Every person I know who participated in putting a family member inside against their will was desperate and thought it was right at the time, and now regrets it. Personally, I think it happens more often than we think. People don't talk about it.

I'm not so much paranoid as concerned that people didn't mention this as a possibility. I'm not saying, "I'm reading their mind and this is it." Rather, keep eyes open and be wary if they suddenly want to take her somewhere, and that's not normal. That's all.

And I said, I hope I'm wrong. But both my husband's grandma and my staff member are the kindest people I know, and they put a family member in care against their will, out of feeling afraid for them, out of their depth.

So, no judgment. I am not saying I dislike Shimerz sons at all or think badly of them. I just know that she's not fully confident they are 100% empathetic and on the same page with her, and for that reason alone, they are in a position to feel more desperate and less inclined to just talk to her openly about their fears for her wellbeing. The fact the eldest called her, which she said is uncharacteristic, shows me the behavior has changed, meaning the feeling has changed enough to change behavior.

I hope the call calmed him, but if not, then I'd be aware that there is an orange alert going on. They were talking about her, and they let her know by "triangular" phone calling. This is a boundary thing, they didn't disguise the fact they were talking about her. I don't really cotton to it.

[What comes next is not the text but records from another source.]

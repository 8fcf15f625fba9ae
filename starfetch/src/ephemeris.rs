//! Download of the binary JPL ephemeris (`JPLEPH`)
//!
//! Shares the screened [`Fetcher`] with the catalog pipeline but has no
//! decode or extract stage: the first accepted payload is written verbatim.
//! An existing file is never re-downloaded.

use std::path::Path;

use log::{info, warn};

use crate::fetch::{Fetcher, Transport};
use crate::pipeline::{SourceError, SourceFailure};
use crate::source::SourceDescriptor;
use crate::writer::{write_atomic, WriteError};

#[derive(Debug)]
pub enum EphemerisOutcome {
    /// Destination already existed; nothing was fetched.
    AlreadyPresent,
    /// Payload from `uri` was written to the destination.
    Downloaded { uri: String, bytes: usize },
    /// No source produced an acceptable payload; nothing was written.
    Unavailable { failures: Vec<SourceFailure> },
}

/// Fetch the ephemeris into `destination` unless it is already there.
///
/// Sources are tried in order. Only a failure to write the file is an error.
pub fn fetch_ephemeris<T: Transport>(
    fetcher: &Fetcher<T>,
    sources: &[SourceDescriptor],
    destination: &Path,
) -> Result<EphemerisOutcome, WriteError> {
    if destination.exists() {
        info!("{} already exists.", destination.display());
        return Ok(EphemerisOutcome::AlreadyPresent);
    }

    let mut failures = Vec::new();
    for source in sources {
        info!("Downloading ephemeris from {source}...");
        match fetcher.fetch(source) {
            Ok(raw) => {
                write_atomic(destination, &raw.bytes)?;
                info!(
                    "Download successful: {} bytes to {}",
                    raw.bytes.len(),
                    destination.display()
                );
                return Ok(EphemerisOutcome::Downloaded {
                    uri: source.uri.to_string(),
                    bytes: raw.bytes.len(),
                });
            }
            Err(e) => {
                warn!("Failed to download from {source}: {e}");
                failures.push(SourceFailure {
                    source: source.clone(),
                    error: SourceError::Fetch(e),
                });
            }
        }
    }

    warn!("Could not download ephemeris from any source.");
    Ok(EphemerisOutcome::Unavailable { failures })
}
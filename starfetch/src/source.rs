//! Candidate mirrors for the catalog and ephemeris downloads.

use std::borrow::Cow;
use std::fmt;

/// How the payload served by a source may be compressed.
#[derive(Debug, Clone, Copy, PartialEq, Eq)]
pub enum Compression {
    /// Payload is served as plain text.
    None,
    /// Payload is advertised as gzip, but some mirrors serve it already
    /// decompressed. Decompression failure degrades to a plain decode.
    GzipMaybe,
}

/// One candidate network location for a dataset.
///
/// Lists of descriptors are ordered by priority: earlier entries are tried
/// first and the first acceptable one wins.
#[derive(Debug, Clone, PartialEq, Eq)]
pub struct SourceDescriptor {
    pub uri: Cow<'static, str>,
    pub compression: Compression,
}

impl SourceDescriptor {
    /// Descriptor for a compiled-in URI.
    pub const fn new(uri: &'static str, compression: Compression) -> Self {
        Self {
            uri: Cow::Borrowed(uri),
            compression,
        }
    }

    /// Descriptor whose compression is inferred from a `.gz` suffix.
    pub fn infer(uri: impl Into<Cow<'static, str>>) -> Self {
        let uri = uri.into();
        let compression = if uri.ends_with(".gz") {
            Compression::GzipMaybe
        } else {
            Compression::None
        };
        Self { uri, compression }
    }
}

impl fmt::Display for SourceDescriptor {
    fn fmt(&self, f: &mut fmt::Formatter<'_>) -> fmt::Result {
        f.write_str(&self.uri)
    }
}

/// HYG v3 mirrors, highest priority first.
pub const HYG_SOURCES: &[SourceDescriptor] = &[
    SourceDescriptor::new(
        "https://raw.githubusercontent.com/johanley/star-catalog/master/hygdata_v3.csv",
        Compression::None,
    ),
    SourceDescriptor::new(
        "https://raw.githubusercontent.com/astronexus/HYG-Database/main/hygdata_v3.csv.gz",
        Compression::GzipMaybe,
    ),
    SourceDescriptor::new(
        "https://raw.githubusercontent.com/astronexus/HYG-Database/master/hygdata_v3.csv.gz",
        Compression::GzipMaybe,
    ),
    SourceDescriptor::new(
        "https://raw.githubusercontent.com/astronexus/HYG-Database/main/hygdata_v3.csv",
        Compression::None,
    ),
    SourceDescriptor::new(
        "https://raw.githubusercontent.com/astronexus/HYG-Database/master/hygdata_v3.csv",
        Compression::None,
    ),
];

/// DE405 binary ephemeris mirrors (SuperNOVAS test data).
pub const EPHEMERIS_SOURCES: &[SourceDescriptor] = &[SourceDescriptor::new(
    "https://raw.githubusercontent.com/Smithsonian/SuperNOVAS/main/tests/data/JPLEPH",
    Compression::None,
)];
//! Embedded bright-star table used when no mirror yields a catalog.
//!
//! Coordinates are J2000 right ascension and declination in degrees. The
//! table is already in display order and carries no magnitudes.

use crate::catalog::{CatalogRecord, UNKNOWN_MAGNITUDE};

/// `(name, ra_deg, dec_deg)` for 45 well-known bright stars.
pub static FALLBACK_STARS: [(&str, f64, f64); 45] = [
    ("Sirius", 101.28708, -16.716111),
    ("Canopus", 95.98791, -52.695833),
    ("Arcturus", 213.91542, 19.179722),
    ("Rigil Kentaurus", 219.89958, -60.835278),
    ("Vega", 279.23458, 38.783611),
    ("Capella", 79.1725, 45.998056),
    ("Rigel", 78.63458, -8.201667),
    ("Procyon", 114.82542, 5.225),
    ("Achernar", 24.42875, -57.236667),
    ("Betelgeuse", 88.79292, 7.406944),
    ("Hadar", 210.95583, -60.373056),
    ("Altair", 297.70833, 8.868333),
    ("Aldebaran", 68.98, -16.509167),
    ("Antares", 247.35167, -26.431944),
    ("Spica", 201.29833, -11.164167),
    ("Pollux", 116.32875, 28.026111),
    ("Fomalhaut", 344.41292, -29.622222),
    ("Mimosa", 191.97167, -59.688611),
    ("Deneb", 310.35792, 45.280278),
    ("Acrux", 186.64958, -63.099167),
    ("Regulus", 152.09292, 11.967222),
    ("Adhara", 104.65625, -28.972222),
    ("Gacrux", 187.79125, -57.113333),
    ("Shaula", 263.40208, -37.103889),
    ("Bellatrix", 81.28292, 6.349722),
    ("El Nath", 81.57292, 28.6075),
    ("Miaplacidus", 138.3, -69.717222),
    ("Alnilam", 84.05333, -1.201944),
    ("Al Na'ir", 332.05833, -46.961111),
    ("Alioth", 193.50708, 55.959722),
    ("Alnitak", 85.18958, -1.942778),
    ("Mirfak", 51.08083, 49.628056),
    ("Wezen", 108.625, -26.833333),
    ("Kaus Australis", 274.09167, -34.375),
    ("Alkaid", 206.24167, 49.316667),
    ("Sargas", 259.08333, -42.916667),
    ("Castor", 113.64833, 31.888889),
    ("Gienah", 185.25, -17.533333),
    ("Adara", 104.65625, -28.972222),
    ("Peacock", 304.77083, -56.716667),
    ("Alhhena", 109.95833, 16.408333),
    ("Dubhe", 165.03333, 61.75),
    ("Polaris", 37.95, 89.266667),
    ("Mirzam", 100.0, -17.95),
    ("Alpheratz", 2.133333, 29.091667),
];

/// The fallback table as catalog records, in table order.
///
/// Every record has the same (unknown) magnitude, so sorting by magnitude
/// leaves the order unchanged.
pub fn fallback_records() -> Vec<CatalogRecord> {
    FALLBACK_STARS
        .iter()
        .map(|&(name, ra, dec)| CatalogRecord::new(name, ra, dec, UNKNOWN_MAGNITUDE))
        .collect()
}
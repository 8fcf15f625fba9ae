//! Canonical `name,ra,dec` output with atomic file replacement
//!
//! The whole file is rendered into memory first, written to a temporary file
//! next to the destination and then renamed over it. A failed write leaves
//! whatever was at the destination before untouched.

use std::cmp::Ordering;
use std::fs::{self, Permissions};
use std::io::Write;
use std::path::Path;

use log::info;
use tempfile::NamedTempFile;
use thiserror::Error;

use crate::catalog::{CanonicalRow, CatalogRecord};

#[derive(Error, Debug)]
pub enum WriteError {
    #[error("IO error: {0}")]
    Io(#[from] std::io::Error),

    #[error("CSV error: {0}")]
    Csv(#[from] csv::Error),

    #[error("Failed to replace output file: {0}")]
    Persist(#[from] tempfile::PersistError),
}

/// Mode given to a newly created output file on Unix.
#[cfg(unix)]
const NEW_FILE_MODE: u32 = 0o644;

/// Permissions the replacement file should carry.
///
/// An existing regular file keeps its permissions. A new file gets
/// [`NEW_FILE_MODE`] instead of the owner-only mode of a temporary file.
fn target_permissions(path: &Path) -> Option<Permissions> {
    match fs::metadata(path) {
        Ok(metadata) if metadata.is_file() => Some(metadata.permissions()),
        Ok(_) => None,
        Err(_) => new_file_permissions(),
    }
}

#[cfg(unix)]
fn new_file_permissions() -> Option<Permissions> {
    use std::os::unix::fs::PermissionsExt;
    Some(Permissions::from_mode(NEW_FILE_MODE))
}

#[cfg(not(unix))]
fn new_file_permissions() -> Option<Permissions> {
    None
}

/// Replace `path` with `bytes` in one step.
///
/// The temporary file lives in the destination directory so the final rename
/// never crosses filesystems. The permissions of a file already at `path`
/// carry over to its replacement.
pub fn write_atomic(path: &Path, bytes: &[u8]) -> Result<(), WriteError> {
    let dir = match path.parent() {
        Some(parent) if !parent.as_os_str().is_empty() => parent,
        _ => Path::new("."),
    };

    let mut tmp = NamedTempFile::new_in(dir)?;
    tmp.write_all(bytes)?;
    if let Some(permissions) = target_permissions(path) {
        tmp.as_file().set_permissions(permissions)?;
    }
    tmp.as_file().sync_all()?;
    tmp.persist(path)?;
    Ok(())
}

/// Sorts records by magnitude and serializes them to the canonical schema.
#[derive(Debug, Clone, Copy, Default)]
pub struct CatalogWriter;

impl CatalogWriter {
    pub fn new() -> Self {
        Self
    }

    /// Render the sorted file contents.
    ///
    /// The sort is stable: stars sharing a magnitude keep their input order.
    /// `-0.0` and `0.0` count as the same magnitude.
    pub fn render(&self, mut records: Vec<CatalogRecord>) -> Result<Vec<u8>, WriteError> {
        records.sort_by(|a, b| {
            a.magnitude
                .partial_cmp(&b.magnitude)
                .unwrap_or(Ordering::Equal)
        });

        let mut writer = csv::WriterBuilder::new()
            .terminator(csv::Terminator::Any(b'\n'))
            .from_writer(Vec::new());

        writer.write_record(CanonicalRow::HEADER)?;
        for record in &records {
            writer.write_record(record.to_canonical().fields())?;
        }

        writer
            .into_inner()
            .map_err(|e| WriteError::Io(e.into_error()))
    }

    /// Sort, render and atomically write `records` to `destination`.
    ///
    /// Returns the number of data rows written.
    pub fn write(
        &self,
        records: Vec<CatalogRecord>,
        destination: &Path,
    ) -> Result<usize, WriteError> {
        let count = records.len();
        let contents = self.render(records)?;
        write_atomic(destination, &contents)?;
        info!("Wrote {} stars to {}", count, destination.display());
        Ok(count)
    }
}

If the son who saw her later called, that's fine. Not someone else calling. I just think the dynamic isn't ideal, as she's mentioned in other threads and I support her.
 
We've tried hard to deal with our son's PTSD supportively but he has recently gone over to delusions. He built an imaginary safe world where he is in charge of everything and is protected by various shadow government agencies, God (who has always protected him); communicates telepathically with all these people who read everyone's mind and tell him. Dont even think of pointinf out inconsistencies He's accused me of killing him 10 million times but he's brought back by cloning because he's so important to the new world that's based on Army values and many more bizarre scenarios. How do we approach that without hospitalization?
He also has physical custody of his son and tried to take him to live on the streets where it's 'safer'. Local PD convinced him to leave child w us but there's nothing to stop him from snatching the son anytime. The son is terrified of going w this person who is mostly not his Daddy anymore and wants Daddy back. We do too but we had to change the locks and keep safety plans in effect to protect our grandson. I hate that he's out there but I don't know what else to do. He was forced into VA once 3 weeks ago but released after stabilization; he didn't follow thru with his treatment plan so here we are again.
 
@Carol H, Honestly, this doesn't sound like PTSD alone, it sounds like schizophrenia to me.... PTSD doesn't usually "go global" like that... paranoia sure, but not full blown delusional systems....I'm not a doc, but you might ask the docs if they have thought about other dx's.
 
We understand that and I agree but it seems to have started there from the paranoia. He is a war vet w PTSd and TBi who had several other emotional/mental traumas since, ft hood shooting, roommate died of medical malpractice after being told he was hypochrondiac, etc. his newest world is based on law and order and love so it's hard to get him picked up on the basis of being a threat. And he's so angry we had him picked up before although when he first came out, he admitted he wouldn't have gone on his own. So conflicted its hard. He depends on his son so much I don't know what it will do to him if we can change custody to us but we have to 'man up' as he would put it and do it.
 
Hi @Carol H, and welcome to the forum. I'd like to know, which official diagnosis from a professional (psychiatrist or psychologist) your son received? Could you tell us, what his diagnosis (or maybe several) is? Because I'm under the same impression as @Eleanor, that this absolutely doesn't sound like PTSD, but much more like a form of schizophrenia. Is he in a steady treatment with a therapist?